:: Materials provided ::
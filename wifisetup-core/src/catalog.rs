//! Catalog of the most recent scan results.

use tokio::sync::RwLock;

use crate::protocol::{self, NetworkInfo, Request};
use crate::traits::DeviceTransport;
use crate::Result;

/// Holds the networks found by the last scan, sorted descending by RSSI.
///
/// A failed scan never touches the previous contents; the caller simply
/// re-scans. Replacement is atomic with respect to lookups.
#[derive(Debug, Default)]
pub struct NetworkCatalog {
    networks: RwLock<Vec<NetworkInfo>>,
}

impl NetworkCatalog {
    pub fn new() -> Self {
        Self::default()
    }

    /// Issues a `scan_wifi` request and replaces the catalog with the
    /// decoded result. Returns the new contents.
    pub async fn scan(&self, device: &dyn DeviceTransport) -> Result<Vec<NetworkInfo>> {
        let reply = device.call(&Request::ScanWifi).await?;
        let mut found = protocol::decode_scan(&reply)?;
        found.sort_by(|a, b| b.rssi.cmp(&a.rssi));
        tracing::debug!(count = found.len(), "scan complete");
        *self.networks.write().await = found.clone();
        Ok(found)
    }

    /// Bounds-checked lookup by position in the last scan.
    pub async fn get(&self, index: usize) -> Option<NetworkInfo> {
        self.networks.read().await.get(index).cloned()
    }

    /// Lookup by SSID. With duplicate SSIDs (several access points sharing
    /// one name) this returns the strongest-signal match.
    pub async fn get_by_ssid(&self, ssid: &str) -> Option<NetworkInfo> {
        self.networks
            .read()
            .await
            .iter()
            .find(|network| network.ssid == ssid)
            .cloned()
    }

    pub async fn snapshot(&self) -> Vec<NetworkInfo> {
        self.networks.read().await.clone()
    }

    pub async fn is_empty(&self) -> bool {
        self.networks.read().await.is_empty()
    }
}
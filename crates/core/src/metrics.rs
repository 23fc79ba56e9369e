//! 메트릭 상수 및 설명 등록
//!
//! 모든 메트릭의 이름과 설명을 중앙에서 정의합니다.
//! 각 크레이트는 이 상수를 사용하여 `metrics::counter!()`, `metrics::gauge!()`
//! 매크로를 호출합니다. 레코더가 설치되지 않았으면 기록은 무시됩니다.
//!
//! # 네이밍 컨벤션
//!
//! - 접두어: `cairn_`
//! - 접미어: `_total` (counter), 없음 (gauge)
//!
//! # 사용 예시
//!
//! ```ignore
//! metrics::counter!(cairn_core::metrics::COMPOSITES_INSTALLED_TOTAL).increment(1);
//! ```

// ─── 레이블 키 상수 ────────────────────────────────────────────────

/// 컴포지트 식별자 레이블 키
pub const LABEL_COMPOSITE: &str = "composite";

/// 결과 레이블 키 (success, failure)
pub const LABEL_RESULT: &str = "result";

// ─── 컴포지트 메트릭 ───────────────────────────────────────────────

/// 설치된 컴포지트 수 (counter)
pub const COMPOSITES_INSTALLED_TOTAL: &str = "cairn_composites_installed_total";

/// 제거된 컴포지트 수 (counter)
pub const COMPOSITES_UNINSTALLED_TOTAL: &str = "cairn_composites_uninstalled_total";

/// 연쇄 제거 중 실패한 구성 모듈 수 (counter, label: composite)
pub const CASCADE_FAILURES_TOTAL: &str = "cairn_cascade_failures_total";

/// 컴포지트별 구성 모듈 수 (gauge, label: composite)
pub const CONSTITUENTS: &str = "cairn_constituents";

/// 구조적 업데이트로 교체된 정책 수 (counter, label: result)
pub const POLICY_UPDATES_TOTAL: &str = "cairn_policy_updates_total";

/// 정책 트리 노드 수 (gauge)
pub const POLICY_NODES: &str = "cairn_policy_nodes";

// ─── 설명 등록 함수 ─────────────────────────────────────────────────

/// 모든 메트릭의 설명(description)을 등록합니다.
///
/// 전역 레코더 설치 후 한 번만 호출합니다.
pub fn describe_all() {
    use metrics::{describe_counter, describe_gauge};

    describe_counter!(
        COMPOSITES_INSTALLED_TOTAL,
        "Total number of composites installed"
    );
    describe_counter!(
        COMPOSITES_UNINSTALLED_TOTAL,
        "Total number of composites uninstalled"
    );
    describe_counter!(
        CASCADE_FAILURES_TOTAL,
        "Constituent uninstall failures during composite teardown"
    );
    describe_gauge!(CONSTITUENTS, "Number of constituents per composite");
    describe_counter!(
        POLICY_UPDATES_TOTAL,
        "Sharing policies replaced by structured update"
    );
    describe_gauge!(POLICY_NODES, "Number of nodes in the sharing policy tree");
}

:: Requirement ::
Counting only lines that hold the string "found", how many are there in the listing above? Give that number by itself.

:: Result below ::
6